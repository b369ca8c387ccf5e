//! Status-partitioned board snapshots.
//!
//! A [`BoardSnapshot`] is a point-in-time copy of the task collection split
//! into the three status columns. Rendering and count updates are driven
//! from snapshots, never from live repository state.

use serde::{Deserialize, Serialize};

use crate::task::{Task, TaskStatus};

/// Per-column task counts plus the board total.
#[derive(Debug, Clone, Copy, PartialEq, Eq, Default, Serialize, Deserialize)]
pub struct ColumnCounts {
    /// Tasks in the todo column.
    pub todo: usize,
    /// Tasks in the in-progress column.
    pub in_progress: usize,
    /// Tasks in the done column.
    pub done: usize,
}

impl ColumnCounts {
    /// Returns the count for one column.
    #[must_use]
    pub const fn get(&self, status: TaskStatus) -> usize {
        match status {
            TaskStatus::Todo => self.todo,
            TaskStatus::InProgress => self.in_progress,
            TaskStatus::Done => self.done,
        }
    }

    /// Returns the number of tasks across all columns.
    #[must_use]
    pub const fn total(&self) -> usize {
        self.todo + self.in_progress + self.done
    }
}

/// An ordered copy of the board, partitioned by status.
///
/// Within each column, tasks keep the order they have in the collection.
///
/// # Examples
///
/// ```
/// use devboard_protocol::{BoardSnapshot, TaskStatus, sample_tasks};
///
/// let snapshot = BoardSnapshot::from_tasks(sample_tasks());
/// assert_eq!(snapshot.column(TaskStatus::Todo).len(), 1);
/// assert_eq!(snapshot.counts().total(), 3);
/// ```
#[derive(Debug, Clone, PartialEq, Eq, Default, Serialize, Deserialize)]
pub struct BoardSnapshot {
    columns: [Vec<Task>; 3],
}

impl BoardSnapshot {
    /// Creates an empty snapshot.
    #[must_use]
    pub fn new() -> Self {
        Self::default()
    }

    /// Partitions tasks into columns, preserving their relative order.
    #[must_use]
    pub fn from_tasks(tasks: impl IntoIterator<Item = Task>) -> Self {
        let mut snapshot = Self::new();
        for task in tasks {
            snapshot.columns[task.status.index()].push(task);
        }
        snapshot
    }

    /// Returns the tasks of one column.
    #[must_use]
    pub fn column(&self, status: TaskStatus) -> &[Task] {
        &self.columns[status.index()]
    }

    /// Iterates over `(status, tasks)` pairs in column order.
    pub fn columns(&self) -> impl Iterator<Item = (TaskStatus, &[Task])> {
        TaskStatus::all()
            .into_iter()
            .map(|status| (status, self.column(status)))
    }

    /// Returns per-column counts.
    #[must_use]
    pub fn counts(&self) -> ColumnCounts {
        ColumnCounts {
            todo: self.column(TaskStatus::Todo).len(),
            in_progress: self.column(TaskStatus::InProgress).len(),
            done: self.column(TaskStatus::Done).len(),
        }
    }

    /// Returns `true` if no column holds a task.
    #[must_use]
    pub fn is_empty(&self) -> bool {
        self.columns.iter().all(Vec::is_empty)
    }
}
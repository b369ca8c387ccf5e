//! Durable task storage for devboard.
//!
//! This crate owns the board's task collection and the blob stores it is
//! persisted to.
//!
//! - [`PersistentStore`]: the key-value blob store trait
//! - [`MemoryStore`]: an in-memory store, mostly for tests
//! - [`FileStore`]: one JSON file per key in the data directory
//! - [`TaskRepository`]: the ordered, indexed task collection
//!
//! # Examples
//!
//! ```
//! use devboard_store::{DEFAULT_STORAGE_KEY, LoadOutcome, MemoryStore, TaskRepository};
//!
//! let mut repo = TaskRepository::new(MemoryStore::new(), DEFAULT_STORAGE_KEY);
//! assert_eq!(repo.load(), LoadOutcome::Seeded);
//!
//! let err = repo.create("   ", "").unwrap_err();
//! assert!(err.is_validation());
//! ```

pub mod error;
pub mod file;
pub mod id;
pub mod repository;
pub mod store;

pub use error::{Result, StoreError};
pub use file::{FileStore, default_data_dir};
pub use id::generate_task_id;
pub use repository::{DEFAULT_STORAGE_KEY, LoadOutcome, TaskRepository};
pub use store::{MemoryStore, PersistentStore};
//! Toast notification configuration.

use std::time::Duration;

use serde::{Deserialize, Serialize};

use crate::error::Result;
use crate::config::validate_millis;

/// Default toast lifetime (3 seconds).
pub const DEFAULT_DISMISS_AFTER_MS: u64 = 3_000;

/// Shortest allowed toast lifetime.
pub const MIN_DISMISS_AFTER_MS: u64 = 500;

/// Longest allowed toast lifetime (1 minute).
pub const MAX_DISMISS_AFTER_MS: u64 = 60_000;

/// Configuration for status-bar notifications.
///
/// # Examples
///
/// ```
/// use std::time::Duration;
/// use devboard_config::NotificationConfig;
///
/// let config = NotificationConfig::default();
/// assert_eq!(config.dismiss_after(), Duration::from_secs(3));
/// ```
#[derive(Debug, Clone, Copy, PartialEq, Eq, Serialize, Deserialize)]
pub struct NotificationConfig {
    /// How long a notification stays visible, in milliseconds.
    #[serde(default = "default_dismiss_after_ms")]
    pub dismiss_after_ms: u64,
}

fn default_dismiss_after_ms() -> u64 {
    DEFAULT_DISMISS_AFTER_MS
}

impl Default for NotificationConfig {
    fn default() -> Self {
        Self {
            dismiss_after_ms: DEFAULT_DISMISS_AFTER_MS,
        }
    }
}

impl NotificationConfig {
    #[must_use]
    pub fn dismiss_after(&self) -> Duration {
        Duration::from_millis(self.dismiss_after_ms)
    }

    /// Validates the notification configuration.
    ///
    /// # Errors
    ///
    /// Returns an error if the lifetime is outside
    /// `MIN_DISMISS_AFTER_MS..=MAX_DISMISS_AFTER_MS`.
    pub fn validate(&self) -> Result<()> {
        validate_millis(
            "notifications.dismiss_after_ms",
            self.dismiss_after_ms,
            MIN_DISMISS_AFTER_MS,
            MAX_DISMISS_AFTER_MS,
        )
    }
}
//! Entering and leaving the full-screen mode the board is drawn in.

use std::io::{self, Stdout, Write};

use crossterm::{
    event::{DisableMouseCapture, EnableMouseCapture},
    execute,
    terminal::{EnterAlternateScreen, LeaveAlternateScreen, disable_raw_mode, enable_raw_mode},
};
use ratatui::{Terminal, backend::CrosstermBackend};

/// The terminal the board renders to.
pub type AppTerminal = Terminal<CrosstermBackend<Stdout>>;

#[derive(Debug, thiserror::Error)]
pub enum TerminalError {
    #[error("could not enter full-screen mode: {0}")]
    Enter(#[source] io::Error),

    #[error("could not leave full-screen mode: {0}")]
    Leave(#[source] io::Error),
}

/// Puts stdout in raw mode on the alternate screen.
///
/// Mouse capture is requested only when `mouse` is set. If any step
/// fails, whatever was already switched on is switched back off.
///
/// # Errors
///
/// Returns [`TerminalError::Enter`] with the first failure.
pub fn setup_terminal(mouse: bool) -> Result<AppTerminal, TerminalError> {
    enable_raw_mode().map_err(TerminalError::Enter)?;

    let mut stdout = io::stdout();
    let entered = execute!(stdout, EnterAlternateScreen).and_then(|()| {
        if mouse {
            execute!(stdout, EnableMouseCapture)
        } else {
            Ok(())
        }
    });
    if let Err(e) = entered {
        let _ = leave(&mut stdout);
        return Err(TerminalError::Enter(e));
    }

    Terminal::new(CrosstermBackend::new(stdout)).map_err(TerminalError::Enter)
}

/// Leaves full-screen mode and shows the cursor again.
///
/// # Errors
///
/// Returns [`TerminalError::Leave`] if the terminal refuses.
pub fn restore_terminal(terminal: &mut AppTerminal) -> Result<(), TerminalError> {
    leave(terminal.backend_mut()).map_err(TerminalError::Leave)?;
    terminal.show_cursor().map_err(TerminalError::Leave)
}

/// Chains a hook that leaves full-screen mode before the current panic
/// hook prints, so the message lands on the normal screen.
pub fn install_panic_hook() {
    let previous = std::panic::take_hook();
    std::panic::set_hook(Box::new(move |info| {
        let _ = leave(&mut io::stdout());
        previous(info);
    }));
}

// Disabling mouse capture is a no-op when it was never enabled.
fn leave(out: &mut impl Write) -> io::Result<()> {
    disable_raw_mode()?;
    execute!(out, DisableMouseCapture, LeaveAlternateScreen)
}
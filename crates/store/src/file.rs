//! File-backed blob store.
//!
//! Each key maps to one JSON file in the data directory:
//!
//! ```text
//! ~/.local/share/devboard/                 # Linux
//! ~/Library/Application Support/devboard/  # macOS
//! └── devboard_tasks_v2.json
//! ```
//!
//! Writes go to a temporary sibling file which is then renamed over the
//! target, so readers never observe a partially written blob.

use std::fs;
use std::path::{Path, PathBuf};

use tracing::{debug, instrument, warn};

use crate::error::{Result, StoreError};
use crate::store::PersistentStore;

/// Name of the application directory inside the platform data directory.
const APP_DIR: &str = "devboard";

/// A [`PersistentStore`] keeping one file per key.
///
/// # Examples
///
/// ```no_run
/// use devboard_store::{FileStore, PersistentStore};
///
/// # fn example() -> devboard_store::Result<()> {
/// let mut store = FileStore::new()?;
/// store.set("devboard_tasks_v2", b"[]")?;
/// assert!(store.get("devboard_tasks_v2")?.is_some());
/// # Ok(())
/// # }
/// ```
#[derive(Debug, Clone)]
pub struct FileStore {
    base_path: PathBuf,
}

impl FileStore {
    /// Creates a store in the platform data directory.
    ///
    /// - Linux: `~/.local/share/devboard/`
    /// - macOS: `~/Library/Application Support/devboard/`
    /// - Windows: `C:\Users\<User>\AppData\Roaming\devboard\`
    ///
    /// # Errors
    ///
    /// Returns an error if the data directory cannot be determined or
    /// created.
    #[instrument]
    pub fn new() -> Result<Self> {
        Self::with_path(default_data_dir()?)
    }

    /// Creates a store rooted at a custom directory, creating it if needed.
    ///
    /// # Errors
    ///
    /// Returns an error if the directory cannot be created.
    #[instrument]
    pub fn with_path(base_path: PathBuf) -> Result<Self> {
        debug!(?base_path, "opening file store");

        if !base_path.exists() {
            debug!(?base_path, "creating data directory");
            fs::create_dir_all(&base_path).map_err(|e| StoreError::io(&base_path, e))?;
        }

        Ok(Self { base_path })
    }

    /// Returns the directory holding the store files.
    #[must_use]
    pub fn base_path(&self) -> &Path {
        &self.base_path
    }

    /// Returns the file path for a key.
    ///
    /// Keys must be non-empty and made of `[A-Za-z0-9_-]`, so each key maps
    /// to its own file inside the base directory.
    ///
    /// # Errors
    ///
    /// Returns [`StoreError::InvalidKey`] for any other key.
    pub fn path_for(&self, key: &str) -> Result<PathBuf> {
        let valid = !key.is_empty()
            && key
                .chars()
                .all(|c| c.is_ascii_alphanumeric() || c == '_' || c == '-');
        if !valid {
            return Err(StoreError::InvalidKey(key.to_string()));
        }
        Ok(self.base_path.join(format!("{key}.json")))
    }
}

impl PersistentStore for FileStore {
    #[instrument(skip(self))]
    fn get(&self, key: &str) -> Result<Option<Vec<u8>>> {
        let path = self.path_for(key)?;
        debug!(?path, "reading blob");

        match fs::read(&path) {
            Ok(bytes) => {
                debug!(?path, len = bytes.len(), "read blob");
                Ok(Some(bytes))
            }
            Err(e) if e.kind() == std::io::ErrorKind::NotFound => {
                debug!(?path, "blob not found");
                Ok(None)
            }
            Err(e) => {
                warn!(?path, error = %e, "failed to read blob");
                Err(StoreError::io(path, e))
            }
        }
    }

    #[instrument(skip(self, bytes), fields(len = bytes.len()))]
    fn set(&mut self, key: &str, bytes: &[u8]) -> Result<()> {
        let path = self.path_for(key)?;
        let tmp_path = path.with_extension("json.tmp");
        debug!(?path, "writing blob");

        if let Err(e) = fs::write(&tmp_path, bytes) {
            warn!(path = ?tmp_path, error = %e, "failed to write temporary file");
            return Err(StoreError::io(tmp_path, e));
        }
        if let Err(e) = fs::rename(&tmp_path, &path) {
            warn!(?path, error = %e, "failed to move blob into place");
            // Best effort; the original error is what matters.
            let _ = fs::remove_file(&tmp_path);
            return Err(StoreError::io(path, e));
        }

        debug!(?path, "blob written");
        Ok(())
    }

    #[instrument(skip(self))]
    fn clear(&mut self, key: &str) -> Result<()> {
        let path = self.path_for(key)?;
        match fs::remove_file(&path) {
            Ok(()) => {
                debug!(?path, "blob removed");
                Ok(())
            }
            Err(e) if e.kind() == std::io::ErrorKind::NotFound => Ok(()),
            Err(e) => {
                warn!(?path, error = %e, "failed to remove blob");
                Err(StoreError::io(path, e))
            }
        }
    }
}

/// Returns `<platform data dir>/devboard`.
///
/// # Errors
///
/// Returns [`StoreError::NoDataDirectory`] if the platform has none.
pub fn default_data_dir() -> Result<PathBuf> {
    dirs::data_dir()
        .map(|dir| dir.join(APP_DIR))
        .ok_or(StoreError::NoDataDirectory)
}

#[cfg(test)]
mod tests {
    use super::*;
    use tempfile::TempDir;

    fn create_test_store() -> (FileStore, TempDir) {
        let temp_dir = TempDir::new().expect("Failed to create temp dir");
        let store =
            FileStore::with_path(temp_dir.path().to_path_buf()).expect("Failed to create store");
        (store, temp_dir)
    }

    #[test]
    fn path_for_maps_key_to_json_file() {
        let (store, _temp) = create_test_store();

        let path = store.path_for("devboard_tasks_v2").expect("valid key");
        assert!(path.ends_with("devboard_tasks_v2.json"));
        assert_eq!(path.parent(), Some(store.base_path()));
    }

    #[test]
    fn path_for_rejects_invalid_keys() {
        let (store, _temp) = create_test_store();
        for key in ["", "../evil", "a.b", "my key", "a/b"] {
            assert!(
                matches!(store.path_for(key), Err(StoreError::InvalidKey(_))),
                "{key:?} should be rejected"
            );
        }
    }

    #[test]
    fn distinct_keys_never_share_a_file() {
        let (mut store, _temp) = create_test_store();
        store.set("a_b", b"first").expect("set");
        assert!(store.set("a.b", b"second").is_err());
        assert_eq!(store.get("a_b").expect("get"), Some(b"first".to_vec()));
    }

    #[test]
    fn with_path_creates_directory() {
        let temp_dir = TempDir::new().expect("temp dir");
        let nested = temp_dir.path().join("a").join("b");
        let store = FileStore::with_path(nested.clone()).expect("create store");
        assert!(nested.is_dir());
        assert_eq!(store.base_path(), nested);
    }

    #[test]
    fn get_returns_none_for_missing_key() {
        let (store, _temp) = create_test_store();
        assert!(store.get("nonexistent").expect("get").is_none());
    }

    #[test]
    fn set_and_get_roundtrip() {
        let (mut store, _temp) = create_test_store();
        store.set("tasks", b"[1,2,3]").expect("set");
        assert_eq!(store.get("tasks").expect("get"), Some(b"[1,2,3]".to_vec()));
    }

    #[test]
    fn set_overwrites_and_leaves_no_temp_file() {
        let (mut store, temp) = create_test_store();
        store.set("tasks", b"old").expect("first set");
        store.set("tasks", b"new").expect("second set");

        assert_eq!(store.get("tasks").expect("get"), Some(b"new".to_vec()));
        let names: Vec<_> = fs::read_dir(temp.path())
            .expect("read dir")
            .map(|entry| entry.expect("entry").file_name())
            .collect();
        assert_eq!(names, vec![std::ffi::OsString::from("tasks.json")]);
    }

    #[test]
    fn clear_removes_file_and_tolerates_missing() {
        let (mut store, _temp) = create_test_store();
        store.set("tasks", b"[]").expect("set");
        store.clear("tasks").expect("clear");
        assert!(store.get("tasks").expect("get").is_none());
        store.clear("tasks").expect("second clear");
    }

    #[test]
    fn get_reports_unreadable_blob() {
        let (store, temp) = create_test_store();
        // A directory where the file should be cannot be read as a blob.
        fs::create_dir(temp.path().join("tasks.json")).expect("create dir");
        assert!(matches!(store.get("tasks"), Err(StoreError::Io { .. })));
    }
}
::::
* _TASK GOAL_
Print the first line of the records above and each line after it, exactly, through the line with "the board total.".

* _ANSWER BELOW_
repository b369ca8c387ccf5e
//! Status-partitioned board snapshots.
//!
//! A [`BoardSnapshot`] is a point-in-time copy of the task collection split
//! into the three status columns. Rendering and count updates are driven
//! from snapshots, never from live repository state.

use serde::{Deserialize, Serialize};

use crate::task::{Task, TaskStatus};

/// Per-column task counts plus the board total.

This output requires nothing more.